## WHAT YOU NEED TO DO
Set down exactly the lines in the records below that run from the line with "let timer = async" to the line with "break outcome_from(status, state);", inclusive, and nothing more.

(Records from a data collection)
===============

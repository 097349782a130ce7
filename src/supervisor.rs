/// Leadership-driven subprocess supervision: spawn the command when this
/// instance becomes leader, forward termination signals to it, escalate to a
/// hard kill when it does not comply, and hand leadership back once it exits.
use crate::election::{LeaderCallbacks, LeadershipSession};
use crate::escalator::{Decision, Escalator};
use crate::process_tree::{ProcessGroup, ProcessTree};
use crate::signals::{OsSignals, SignalSource};
use std::os::unix::process::ExitStatusExt;
use std::process::{ExitStatus, Stdio};
use std::time::Duration;
use tokio::process::Command;
use tokio::time::Instant;
use tracing::{debug, error, info};

/// How the supervised command ended.
#[derive(Debug, Clone, PartialEq, Eq)]
pub enum ExitOutcome {
    /// Exited on its own with this code.
    NormalExit(i32),
    /// Terminated by a signal after termination was requested (the raw signal
    /// number, when known).
    SignalExit(Option<i32>),
    /// Died from a signal nobody asked for, such as a crash or an outside kill.
    UnexpectedSignal(Option<i32>),
    /// Never ran.
    StartFailure(String),
}

/// Lifecycle of the supervised process within one leadership session.
#[derive(Debug, Clone, Copy, PartialEq, Eq)]
pub enum ProcessState {
    NotStarted,
    Running,
    SoftKillPending,
    HardKillPending,
    Terminated,
}

/// The election provider gave up the lock while the command was still running.
///
/// Continuing would let another instance start the command concurrently.
#[derive(Debug, thiserror::Error)]
#[error("lock released while {identity} is still running the command")]
pub struct InvariantViolation {
    pub identity: String,
}

/// Runs one command per leadership session.
#[derive(Debug)]
pub struct Supervisor {
    argv: Vec<String>,
    identity: String,
    grace_period: Duration,
}

impl Supervisor {
    pub fn new(argv: Vec<String>, identity: impl Into<String>, grace_period: Duration) -> Self {
        Self {
            argv,
            identity: identity.into(),
            grace_period,
        }
    }

    /// Supervise the command with `signals` as the termination source.
    ///
    /// Returns once the child has terminated (or failed to start). The signal
    /// subscription is dropped and the session released before returning, in
    /// that order, on every path.
    pub async fn supervise<S: SignalSource>(
        &self,
        session: &LeadershipSession,
        mut signals: S,
    ) -> ExitOutcome {
        let outcome = self.drive(session, &mut signals).await;
        drop(signals);
        session.release();
        outcome
    }

    async fn drive<S: SignalSource>(
        &self,
        session: &LeadershipSession,
        signals: &mut S,
    ) -> ExitOutcome {
        let mut state = ProcessState::NotStarted;

        if session.is_released() || session.is_revoked() {
            return ExitOutcome::StartFailure(
                "leadership session cancelled before launch".to_string(),
            );
        }
        let Some((program, args)) = self.argv.split_first() else {
            return ExitOutcome::StartFailure("empty command".to_string());
        };

        let mut child = match Command::new(program)
            .args(args)
            .stdin(Stdio::inherit())
            .stdout(Stdio::inherit())
            .stderr(Stdio::inherit())
            .process_group(0) // Own group so the whole tree can be killed
            .kill_on_drop(true)
            .spawn()
        {
            Ok(child) => child,
            Err(e) => {
                error!(command = %program, error = %e, "failed to start subprocess");
                return ExitOutcome::StartFailure(format!("{program}: {e}"));
            }
        };
        let Some(pid) = child.id() else {
            return ExitOutcome::StartFailure(format!("{program}: no pid after spawn"));
        };
        let mut tree = ProcessGroup::new(pid);
        info!(pid, pgid = tree.pid(), command = %program, args = ?args, "subprocess started");
        transition(&mut state, ProcessState::Running);

        let mut escalator = Escalator::new(self.grace_period);
        let mut signals_open = true;
        let mut revoked = false;

        let outcome = loop {
            let deadline = escalator.deadline();
            let timer = async move {
                match deadline {
                    Some(at) => tokio::time::sleep_until(at).await,
                    None => std::future::pending().await,
                }
            };

            tokio::select! {
                status = child.wait() => {
                    match status {
                        Ok(status) => {
                            tree.mark_reaped();
                            debug!(%status, "subprocess finished");
                            break outcome_from(status, state);
                        }
                        Err(e) => {
                            // Unreaped: dropping the tree kills the group.
                            error!(pid, error = %e, "failed to wait for subprocess");
                            break ExitOutcome::StartFailure(format!("{program}: wait failed: {e}"));
                        }
                    }
                }
                received = signals.recv(), if signals_open => match received {
                    Some(signal) => {
                        info!(%signal, "received termination signal");
                        let decision = escalator.on_signal(signal, Instant::now());
                        apply(decision, &tree, &mut escalator, &mut state);
                    }
                    None => signals_open = false,
                },
                () = timer => {
                    let decision = escalator.on_deadline();
                    apply(decision, &tree, &mut escalator, &mut state);
                }
                () = session.revoked(), if !revoked => {
                    revoked = true;
                    error!(pid, "leadership revoked, killing subprocess");
                    let decision = escalator.on_revoked();
                    apply(decision, &tree, &mut escalator, &mut state);
                }
            }
        };

        transition(&mut state, ProcessState::Terminated);
        outcome
    }
}
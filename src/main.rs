mod config;
mod election;
mod escalator;
mod process_tree;
mod report;
mod signals;
mod supervisor;

use clap::Parser;
use config::{ConfigError, Overrides, RunConfig};
use election::{ElectionError, FileLeaseElector};
use std::path::PathBuf;
use std::process::ExitCode;
use supervisor::Supervisor;
use tokio_util::sync::CancellationToken;
use tracing_subscriber::EnvFilter;

/// Run a command on exactly one instance of a fleet: contend for a shared
/// lock, run the command while holding it, forward termination signals to it,
/// and release the lock once it exits.
#[derive(Parser, Debug)]
#[command(name = "runlock", version, about)]
pub struct Cli {
    /// Config file path
    #[arg(short, long, default_value = "runlock.toml")]
    config: PathBuf,

    /// ID of this instance vying for leadership (default: $HOSTNAME)
    #[arg(long)]
    id: Option<String>,

    /// Lock name
    #[arg(long)]
    name: Option<String>,

    /// Lock namespace
    #[arg(long)]
    namespace: Option<String>,

    /// Directory holding the lock files, shared by every instance
    #[arg(long)]
    lock_dir: Option<PathBuf>,

    /// Seconds the lock is held before another instance may take over
    #[arg(long, value_name = "SECS")]
    lease_duration: Option<u64>,

    /// Seconds the leader retries renewing before giving up leadership
    #[arg(long, value_name = "SECS")]
    renew_deadline: Option<u64>,

    /// Seconds between attempts to obtain or renew the lock
    #[arg(long, value_name = "SECS")]
    retry_period: Option<u64>,

    /// Seconds the command gets to exit after a forwarded signal before SIGKILL
    #[arg(long, value_name = "SECS")]
    grace_period: Option<u64>,

    /// Validate config and print resolved settings, don't run
    #[arg(long)]
    dry_run: bool,

    /// Extra logging (resolved settings, signal and kill decisions)
    #[arg(short, long)]
    verbose: bool,

    /// Command to run, followed by its arguments
    #[arg(required = true, trailing_var_arg = true, allow_hyphen_values = true, value_name = "COMMAND")]
    command: Vec<String>,
}

impl Cli {
    fn overrides(&self) -> Overrides {
        Overrides {
            identity: self.id.clone(),
            name: self.name.clone(),
            namespace: self.namespace.clone(),
            lock_dir: self.lock_dir.clone(),
            lease_duration_secs: self.lease_duration,
            renew_deadline_secs: self.renew_deadline,
            retry_period_secs: self.retry_period,
            grace_period_secs: self.grace_period,
        }
    }
}

fn load_config(cli: &Cli) -> Result<RunConfig, ConfigError> {
    let mut config = RunConfig::load(&cli.config)?;
    config.apply(cli.overrides());
    config.validate()?;
    Ok(config)
}

#[tokio::main]
async fn main() -> ExitCode {
    let cli = Cli::parse();

    let default_level = if cli.verbose { "debug" } else { "info" };
    tracing_subscriber::fmt()
        .with_env_filter(
            EnvFilter::try_from_default_env().unwrap_or_else(|_| EnvFilter::new(default_level)),
        )
        .with_target(false)
        .with_thread_ids(false)
        .init();

    let config = match load_config(&cli) {
        Ok(config) => config,
        Err(e) => {
            tracing::error!(error = %e, "unable to load configuration");
            return ExitCode::from(report::EXIT_CONFIG);
        }
    };
    let election = &config.election;
    tracing::debug!(
        command = %cli.command[0],
        args = ?&cli.command[1..],
        id = %election.identity,
        name = %election.name,
        namespace = %election.namespace,
        lock_dir = %election.lock_dir.display(),
        lease_duration_secs = election.lease_duration_secs,
        renew_deadline_secs = election.renew_deadline_secs,
        retry_period_secs = election.retry_period_secs,
        grace_period_secs = config.supervisor.grace_period_secs,
        "resolved settings"
    );

    if cli.dry_run {
        println!("runlock v{}", env!("CARGO_PKG_VERSION"));
        println!("Config file: {}", cli.config.display());
        println!("Identity: {}", election.identity);
        println!("Lock: {}/{} in {}", election.namespace, election.name, election.lock_dir.display());
        println!(
            "Lease: {}s, renew deadline {}s, retry every {}s",
            election.lease_duration_secs, election.renew_deadline_secs, election.retry_period_secs
        );
        println!("Grace period: {}s", config.supervisor.grace_period_secs);
        println!("Command: {:?}", cli.command);
        println!("Dry run mode: config validated, not running.");
        return ExitCode::SUCCESS;
    }

    let supervisor = Supervisor::new(
        cli.command.clone(),
        election.identity.clone(),
        config.grace_period(),
    );
    let elector = FileLeaseElector::new(election);

    tracing::info!(
        namespace = %election.namespace,
        name = %election.name,
        lock = %elector.lock_path().display(),
        "attempting to get a lock"
    );
    match elector.run(&supervisor, CancellationToken::new()).await {
        Ok(Some(outcome)) => report::report(&outcome),
        Ok(None) => ExitCode::SUCCESS,
        Err(ElectionError::Invariant(e)) => {
            tracing::error!(error = %e, "aborting: leadership invariant violated");
            ExitCode::from(report::EXIT_INVARIANT)
        }
        Err(e) => {
            tracing::error!(error = %e, "leader election failed");
            ExitCode::from(report::EXIT_ELECTION)
        }
    }
}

===============

## REPLY TO THE EXERCISE
            let timer = async move {
                match deadline {
                    Some(at) => tokio::time::sleep_until(at).await,
                    None => std::future::pending().await,
                }
            };

            tokio::select! {
                status = child.wait() => {
                    match status {
                        Ok(status) => {
                            tree.mark_reaped();
                            debug!(%status, "subprocess finished");
                            break outcome_from(status, state);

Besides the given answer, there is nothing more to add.